I Am Love is also entirely in Italian, with one scene in Russian thrown in for good measure. Tilda gives a seamlessly excellent performance in both languages. For a project so close to her heart, has the end result met her expectations? Is it the film she wanted to make?
“I would say, and this sounds like a modest thing to say, but the most amazing thing of all is that it is pretty much exactly what I thought we were going to make, what I hoped we would make. That is never easy, especially when you set out with something as ambitious as this, because we set out to do something that was such an overreach for what we were being told we could achieve.”
This project is the first from the production company she now co-owns with Luca, they have a slate of projects in development and plan to film the next one in the UK. Tilda is dedicated to the slow, nurturing script development that comes with each project. “Eleven years is a great length of time to prepare a movie, it would be wonderful to have 11 years of funded preparation? Eleven years of slightly difficult not knowing where you are going to get the money from or whether it is going to be another 15 years is quite tortuous but if one had 20 years, funded, to make a movie, wouldn’t that be amazing?
This professional nurturing is not just in her work, she also loves to nurture film fans. She is a patron of the Edinburgh Film Festival and also runs a more homemade film festival, the Ballerina Ballroom Cinema Dreams which started in 2008 when she, and co-creator Mark Cousins, took over Nairn in the Moray Firth, where Charlie Chaplin used to holiday. Seating was beanbags and entry was free if you bought cake, it was resolutely about the public watching and celebrating films, something that is not always associated with glamorous film festivals with glitzy red carpet events. On the website, Tilda calls the Edinburgh Film Festival the chicken and the Ballerina Ballroom Cinema of Dreams the egg.

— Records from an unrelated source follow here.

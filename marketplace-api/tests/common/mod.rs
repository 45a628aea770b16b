#![allow(dead_code)]

use axum::{
    body::{to_bytes, Body},
    http::{header, HeaderMap, Method, Request, StatusCode},
    Router,
};
use marketplace_api::{
    build_router,
    config::{Config, DatabaseConfig, JwtConfig, LogConfig, ServerConfig, StripeConfig},
    models::{Booking, Role, User, VerificationStatus},
    services::{InMemoryStore, MockGateway, TokenService},
    AppState,
};
use marketplace_core::observability::LogFormat;
use secrecy::Secret;
use serde_json::Value;
use std::sync::Arc;
use tower::util::ServiceExt;

pub const TEST_SECRET: &str = "test-signing-key";
pub const ADMIN_EMAIL: &str = "a@x.com";
pub const BUYER_EMAIL: &str = "buyer@x.com";

pub fn test_config() -> Config {
    Config {
        service_name: "marketplace-api-test".to_string(),
        server: ServerConfig {
            host: "127.0.0.1".to_string(),
            port: 0,
            allowed_origins: vec![],
        },
        database: DatabaseConfig {
            url: Secret::new("mongodb://localhost:27017".to_string()),
            db_name: "marketplace_test".to_string(),
            transactions: false,
        },
        jwt: JwtConfig {
            secret: Secret::new(TEST_SECRET.to_string()),
            expiry_minutes: 60,
        },
        stripe: StripeConfig {
            secret_key: Secret::new("sk_test_123".to_string()),
            api_base_url: "http://localhost:12111/v1".to_string(),
            currency: "usd".to_string(),
            timeout_seconds: 5,
            verify_charges: false,
        },
        log: LogConfig {
            level: "error".to_string(),
            format: LogFormat::Pretty,
            otlp_endpoint: None,
        },
    }
}

pub struct TestResponse {
    pub status: StatusCode,
    pub headers: HeaderMap,
    pub body: Vec<u8>,
}

impl TestResponse {
    pub fn json(&self) -> Value {
        serde_json::from_slice(&self.body).expect("response body is not JSON")
    }

    pub fn text(&self) -> String {
        String::from_utf8_lossy(&self.body).into_owned()
    }
}

pub struct TestApp {
    pub router: Router,
    pub store: Arc<InMemoryStore>,
    pub gateway: Arc<MockGateway>,
    pub tokens: TokenService,
}

impl TestApp {
    pub fn spawn() -> Self {
        Self::with(test_config(), InMemoryStore::new())
    }

    pub fn with(config: Config, store: InMemoryStore) -> Self {
        let store = Arc::new(store);
        let gateway = Arc::new(MockGateway::new());
        let tokens = TokenService::new(&config.jwt);
        let state = AppState::new(config, store.clone(), gateway.clone());

        Self {
            router: build_router(state),
            store,
            gateway,
            tokens,
        }
    }

    pub fn seed_user(&self, id: &str, email: &str, role: Role) {
        self.store.seed_user(User {
            id: id.to_string(),
            email: email.to_string(),
            name: None,
            role,
            verification_status: VerificationStatus::Unverified,
        });
    }

    pub fn seed_booking(&self, id: &str, email: &str, price: f64) {
        self.store.seed_booking(Booking {
            id: id.to_string(),
            email: email.to_string(),
            product_ref: "P1".to_string(),
            product_name: Some("Sedan".to_string()),
            price,
            paid: false,
            transaction_id: None,
            intent_id: None,
        });
    }

    pub fn token_for(&self, email: &str) -> String {
        self.tokens.issue(email).expect("failed to issue test token")
    }

    pub async fn send(
        &self,
        method: Method,
        uri: &str,
        bearer: Option<&str>,
        body: Option<Value>,
    ) -> TestResponse {
        let mut builder = Request::builder().method(method).uri(uri);
        if let Some(token) = bearer {
            builder = builder.header(header::AUTHORIZATION, format!("Bearer {}", token));
        }
        let request = match body {
            Some(json) => builder
                .header(header::CONTENT_TYPE, "application/json")
                .body(Body::from(json.to_string())),
            None => builder.body(Body::empty()),
        }
        .unwrap();

        self.send_request(request).await
    }

    pub async fn send_request(&self, request: Request<Body>) -> TestResponse {
        let response = self.router.clone().oneshot(request).await.unwrap();
        let status = response.status();
        let headers = response.headers().clone();
        let body = to_bytes(response.into_body(), usize::MAX).await.unwrap();

        TestResponse {
            status,
            headers,
            body: body.to_vec(),
        }
    }

    pub async fn get(&self, uri: &str, bearer: Option<&str>) -> TestResponse {
        self.send(Method::GET, uri, bearer, None).await
    }

    pub async fn post(&self, uri: &str, bearer: Option<&str>, body: Value) -> TestResponse {
        self.send(Method::POST, uri, bearer, Some(body)).await
    }

    pub async fn put(&self, uri: &str, bearer: Option<&str>) -> TestResponse {
        self.send(Method::PUT, uri, bearer, None).await
    }

    pub async fn delete(&self, uri: &str, bearer: Option<&str>) -> TestResponse {
        self.send(Method::DELETE, uri, bearer, None).await
    }
}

“I think the EFF is a great, august institution and I am associated with it as a fan. I think I have a very elastic taste and I think that most proper film fans do. Film festivals are about film audiences, they are about giving the audience the encouragement to feel really empowered and stretch the elastic of their taste. The thing I really mind hearing is when someone says ‘that’s not my kind of film I don’t want to go and see that’. I don’t believe it is possible to write off a whole genre of filmmaking. A real film fan experience is an omnivorous experience.”
Who can argue with that? It is also an appropriate ending to a chat about I Am Love, a film that is not about hunger (commercial or otherwise) but instead about appetite, of the omnivorous kind.